Table of Contents
The advancement of medical research has led to the increased use of animal models for experiments. Each year millions of animals are exposed to different experiments in the formulation of pharmaceuticals, cosmetics, and other products. In the United States alone, over 26 million animals are used yearly in scientific experiments (Doke & Shashikant, 2015). Animals are used for testing the efficacy of novel medical treatments, establishing the safety of products; establish safe dosage of medicines (Pasupuleti, Molahally & Salwaji, 2016). Animal rights activists have raised several concerns due to the distress, pain, and eventual deaths experienced by these animals during such experiments (Pontes, Lopes, Ribeiro, Araujo, 2022). Despite the concerns, animals remain an important part of experimental models for testing safety, and efficacy among other uses. Alternatives to animals are slowly emerging as the mainstream models for experimentation.
Proponents of animal testing argue for their use due to major successes in establishing prosperous treatments and pharmaceuticals. Animal testing has been used from time immemorial contributing to known treatments and cures. Advancements have been witnessed in the fields of oncology, vaccinations, and microbiology among other treatments (Pontes, Lopes, Ribeiro, Araujo, 2022). Animals used in experiments have similar physiological, genetic, and structural features to humans making them perfect models to test new products. Animal models such as chimpanzees, mice, and hamsters are considered to be genetically similar to human beings making them perfect models for testing vaccines (McCracken et al. 2021). Animals themselves have benefited from the testing as the treatments have advanced veterinary medicine. Perceived cruelty to animals is mitigated through laws and regulations guiding experiments involving animal models worldwide.

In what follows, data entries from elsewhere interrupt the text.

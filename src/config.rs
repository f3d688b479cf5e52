//! Session configuration

use std::fmt;
use std::sync::Arc;
use std::time::Duration;

use crate::reconnect::ReconnectionStrategy;

/// Default heartbeat interval
pub const DEFAULT_PING_INTERVAL: Duration = Duration::from_secs(30);

/// Configuration for one session
#[derive(Clone)]
pub struct SessionConfig {
    /// The websocket URL (ws:// or wss://)
    pub url: String,
    /// Heartbeat ping interval. `None` disables heartbeats.
    pub ping_interval: Option<Duration>,
    /// Reconnection policy. `None` disables reconnection.
    pub reconnection: Option<Arc<dyn ReconnectionStrategy>>,
}

impl SessionConfig {
    pub fn new(url: impl Into<String>) -> Self {
        Self {
            url: url.into(),
            ping_interval: Some(DEFAULT_PING_INTERVAL),
            reconnection: None,
        }
    }

    /// Set the heartbeat interval. A zero interval disables heartbeats.
    pub fn ping_interval(mut self, interval: Duration) -> Self {
        self.ping_interval = Some(interval).filter(|period| !period.is_zero());
        self
    }

    /// Disable heartbeat pings (used by deterministic tests)
    pub fn without_ping(mut self) -> Self {
        self.ping_interval = None;
        self
    }

    pub fn reconnection(mut self, strategy: impl ReconnectionStrategy + 'static) -> Self {
        self.reconnection = Some(Arc::new(strategy));
        self
    }
}

impl fmt::Debug for SessionConfig {
    fn fmt(&self, f: &mut fmt::Formatter<'_>) -> fmt::Result {
        f.debug_struct("SessionConfig")
            .field("url", &self.url)
            .field("ping_interval", &self.ping_interval)
            .field("reconnection", &self.reconnection.is_some())
            .finish()
    }
}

For example, the Assessment and Accreditation of Laboratory Animal Care International- is a nonprofit organization that promotes uniform standards of animal care in U.S. laboratories.
On the other hand, opponents of the use of animals for testing argue that the use of animals in such experiments is cruel, inhumane, and unnecessary. Every year millions of animals die due to these experiments (Cheng et al., 2022). Some of these experiments have major flaws and do not realize their potential. The studies are abandoned due to strong adverse events that mainly lead to deaths and disposal of the animal models. Interestingly, a large number of products pass the animal testing phase but get discontinued due to adverse events in human beings. Nevertheless, certain products failed in certain animal models but became effective in humans (Rosania, 2013). For example, Aspirin was deemed dangerous during testing in certain animal species but proved safe and effective in humans. Animal rights activists have carried out campaigns that have sensitized the public against animal cruelty (McCracken et al. 2021). Such campaigns have created a demand for cruelty-free products. The demand for such products is on the rise with many countries banning products whose ingredients are tested on animal models.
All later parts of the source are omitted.